Pope to Spanish daily: World’s economic system produces war to enrich itself

Catholic News Service

VATICAN CITY — Pope Francis said the world economic system inevitably promotes military conflict as way to enrich the most powerful nations.

Pope Francis greets the crowd during his general audience in St. Peter’s Square at the Vatican June 11. (CNS photo/Paul Haring)

He also condemned religious fundamentalism, defended the controversial record of Pope Pius XII and said he does not worry about his personal security because, “at my age I don’t have much to lose.”

Pope Francis’ words appeared in a wide-ranging interview published June 12 in the Spanish daily La Vanguardia.

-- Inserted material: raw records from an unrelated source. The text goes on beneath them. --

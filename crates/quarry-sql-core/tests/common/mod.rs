//! Shared fixture models for integration tests.
#![allow(dead_code)]

use std::sync::Arc;

use quarry_sql_core::{Association, Attribute, ModelMeta, SqlType};

/// `User` has many `Task`s and belongs to many `Project`s through
/// `UserProject`.
pub fn user_model() -> Arc<ModelMeta> {
    Arc::new(
        ModelMeta::new("User", "users")
            .attribute(Attribute::new("id", SqlType::BigInt).not_null().auto_increment())
            .attribute(Attribute::new("name", SqlType::Varchar(Some(120))).not_null())
            .attribute(Attribute::new("email", SqlType::Text))
            .attribute(Attribute::new("settings", SqlType::Jsonb))
            .primary_key("id")
            .association(Association::has_many("Task", "Tasks", "user_id"))
            .association(Association::belongs_to_many(
                "Project",
                "Projects",
                "UserProject",
                "user_id",
                "project_id",
            )),
    )
}

pub fn task_model() -> Arc<ModelMeta> {
    Arc::new(
        ModelMeta::new("Task", "tasks")
            .attribute(Attribute::new("id", SqlType::BigInt).not_null().auto_increment())
            .attribute(Attribute::new("title", SqlType::Text).not_null())
            .attribute(Attribute::new("userId", SqlType::BigInt).field("user_id"))
            .primary_key("id")
            .association(Association::belongs_to("User", "User", "user_id")),
    )
}

pub fn project_model() -> Arc<ModelMeta> {
    Arc::new(
        ModelMeta::new("Project", "projects")
            .attribute(Attribute::new("id", SqlType::BigInt).not_null().auto_increment())
            .attribute(Attribute::new("name", SqlType::Text).not_null())
            .primary_key("id"),
    )
}

pub fn user_project_model() -> Arc<ModelMeta> {
    Arc::new(
        ModelMeta::new("UserProject", "user_projects")
            .attribute(Attribute::new("user_id", SqlType::BigInt).not_null())
            .attribute(Attribute::new("project_id", SqlType::BigInt).not_null())
            .attribute(Attribute::new("rank", SqlType::Integer)),
    )
}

“We are in a world economic system that is not good,” Pope Francis said. “A system that in order to survive must make war, as great empires have always done. But since you cannot have a Third World War, you have regional wars. And what does this mean? That arms are made and sold, and in this way the idolatrous economies, the great world economies that sacrifice man at the feet of the idol of money, obviously keep their balance sheets in the black.”

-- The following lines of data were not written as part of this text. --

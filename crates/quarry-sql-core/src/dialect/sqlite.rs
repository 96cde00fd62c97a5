//! SQLite dialect implementation.

use super::{Dialect, EmptyInsert, IndexCaps, ReturnStyle, UsingPlacement};
use crate::error::Result;

/// SQLite dialect.
#[derive(Debug, Default, Clone, Copy)]
pub struct SqliteDialect;

impl SqliteDialect {
    /// Creates a new SQLite dialect.
    #[must_use]
    pub const fn new() -> Self {
        Self
    }
}

impl Dialect for SqliteDialect {
    fn name(&self) -> &'static str {
        "sqlite"
    }

    fn boolean_literal(&self, value: bool) -> &'static str {
        if value {
            "1"
        } else {
            "0"
        }
    }

    fn return_style(&self) -> Option<ReturnStyle> {
        Some(ReturnStyle::Returning) // SQLite 3.35.0+
    }

    fn autoincrement_default_value(&self) -> bool {
        false
    }

    fn empty_insert_form(&self) -> EmptyInsert {
        EmptyInsert::DefaultValues
    }

    fn ignore_clause(&self) -> Option<&'static str> {
        Some("OR IGNORE")
    }

    fn index_caps(&self) -> IndexCaps {
        IndexCaps {
            collate: true,
            length: false,
            parser: false,
            concurrently: false,
            index_type: false,
            using: UsingPlacement::BeforeTable,
            where_clause: true,
            via_alter: false,
        }
    }

    fn add_limit_and_offset(&self, limit: Option<u64>, offset: Option<u64>) -> String {
        match (limit, offset) {
            (Some(l), Some(o)) => format!(" LIMIT {l} OFFSET {o}"),
            (Some(l), None) => format!(" LIMIT {l}"),
            // A negative limit means unbounded in SQLite.
            (None, Some(o)) => format!(" LIMIT -1 OFFSET {o}"),
            (None, None) => String::new(),
        }
    }

    fn json_path_select(
        &self,
        column: &str,
        path: &[String],
        cast: Option<&str>,
    ) -> Result<String> {
        let accessor = format!("json_extract({column}, '$.{}')", path.join("."));
        Ok(match cast {
            Some(ty) => format!("CAST({accessor} AS {})", ty.to_uppercase()),
            None => accessor,
        })
    }

    fn delete_sql(&self, table: &str, where_fragment: &str, _limit: Option<u64>) -> Result<String> {
        Ok(format!("DELETE FROM {table}{where_fragment}"))
    }

    fn truncate_sql(&self, table: &str) -> String {
        // SQLite has no TRUNCATE.
        format!("DELETE FROM {table}")
    }

    fn autoincrement_keyword(&self) -> &'static str {
        "AUTOINCREMENT"
    }

    fn start_transaction_sql(&self) -> &'static str {
        "BEGIN TRANSACTION"
    }

    fn set_autocommit_sql(&self, _value: bool) -> Option<String> {
        None
    }
}

#[cfg(test)]
mod tests {
    use super::*;

    #[test]
    fn test_sqlite_dialect() {
        let dialect = SqliteDialect::new();
        assert_eq!(dialect.name(), "sqlite");
        assert_eq!(dialect.quote_identifier("users"), "\"users\"");
        assert_eq!(dialect.boolean_literal(false), "0");
        assert_eq!(dialect.return_style(), Some(ReturnStyle::Returning));
        assert_eq!(dialect.ignore_clause(), Some("OR IGNORE"));
        assert_eq!(dialect.empty_insert_form(), EmptyInsert::DefaultValues);
    }

    #[test]
    fn test_truncate_falls_back_to_delete() {
        let dialect = SqliteDialect::new();
        assert_eq!(dialect.truncate_sql("\"logs\""), "DELETE FROM \"logs\"");
    }

    #[test]
    fn test_offset_only_limit() {
        let dialect = SqliteDialect::new();
        assert_eq!(
            dialect.add_limit_and_offset(None, Some(20)),
            " LIMIT -1 OFFSET 20"
        );
    }
}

Yet the pope reiterated one of his signature themes, that globalization’s failings are not only material but cultural, since it “cancels differences.” He called for an economic system that preserves each person’s “particularity, richness, identity.”

The pope also addressed the question of religiously inspired violence, noting that Christians had committed such violence in the past, for example during the 17th-century Thirty Years’ War.

Christianity, Judaism and Islam all “have our fundamentalist groups, small in relation to the rest,” he said. “A fundamentalist group, even if it doesn’t strike anyone, is violent. The mentality of fundamentalism is violence in the name of God.”

The interview with correspondent Henrique Cymerman was conducted June 9, the day after Pope Francis presided over an “invocation for peace” at the Vatican with Israeli President Shimon Peres and Palestinian President Mahmoud Abbas.

The pope said that event took place in spite of skepticism from his own subordinates.

“It was not easy,” the pope said. “Here in the Vatican, 99 percent said it would not happen and afterward the 1 percent grew.”

Pope Francis said Ecumenical Patriarch Bartholomew’s decision to attend the invocation was a “risky move” since it left him open to reproaches from other Orthodox Christians, “but he had to extend this gesture of humility.”

The pope also said opening Vatican archives relating to the Holocaust “will shed much light” on that subject, particularly the record of Pope Pius, who critics argue did not say or do all he could to oppose the Nazi genocide.

“They have dumped everything on poor Pius XII. But you have to remember that once he was seen as the great defender of the Jews,” he said. “I am not saying that Pius XII did not make mistakes, I myself make a lot, but you have to interpret his role in the context of the time. Was it better, for example, that he not speak in order to avoid the killing of more Jews, or that he speak?”

Pope Francis voiced irritation at what he characterized as a double standard for judging the wartime pope: “Sometimes I get a slight case of existential hives when I see that everybody has it out for the church and Pius XII, and they forget the great powers,” who failed to bomb the train lines leading to the Nazi death camps.

Reflecting on the Jewish origins of Christianity, the pope said “you cannot live your Christianity, you cannot be a true Christian, if you do not recognize its Jewish root.”

He characterized anti-Semitism as generally a phenomenon of the political right rather than the left, though not as a “strict rule.”

Pope Francis also discussed his priorities and leadership style as pope.

“I don’t have any personal agenda that I carried in under my arm, simply because I never thought they were going to leave me here, in the Vatican,” he said. “What I am doing is carrying out” the recommendations made by cardinals prior to the March 2013 conclave. Among those recommendations, the pope said, was greater consultation with outside advisers, which prompted his establishment of an international, eight-member Council of Cardinals.

Asked how he would like history to remember him, the pope said:  “‘He was a good guy, he did what he could, he was not so bad.’ I would be happy with that.”

Admitting he still acts like a parish priest in some ways, for instance by turning off lights to save money, the famously informal Pope Francis insisted he takes his august role seriously.

“One shouldn’t play at being a papal parish priest. It would be immature,” he said. “When a chief of state comes, I have to receive him with the dignity and protocol he deserves. It’s true that I have my problems with protocol, but one has to respect it.”

The pope acknowledged that his accessibility to crowds, such as during his 2013 visit to Brazil, has left him vulnerable to attacks, but said his safety “is in God’s hands.”

“I cannot greet a nation and tell it that I love it from inside a sardine can, even one made of glass. For me that is a wall,” he said. “It’s true that something can happen to me, but let’s be realistic, at my age I don’t have much to lose.”

Asked about the World Cup, which opened in Brazil June 12, the soccer-loving pope said with a laugh that he had promised Brazilians his neutrality, because of their traditional rivalry with his native Argentina.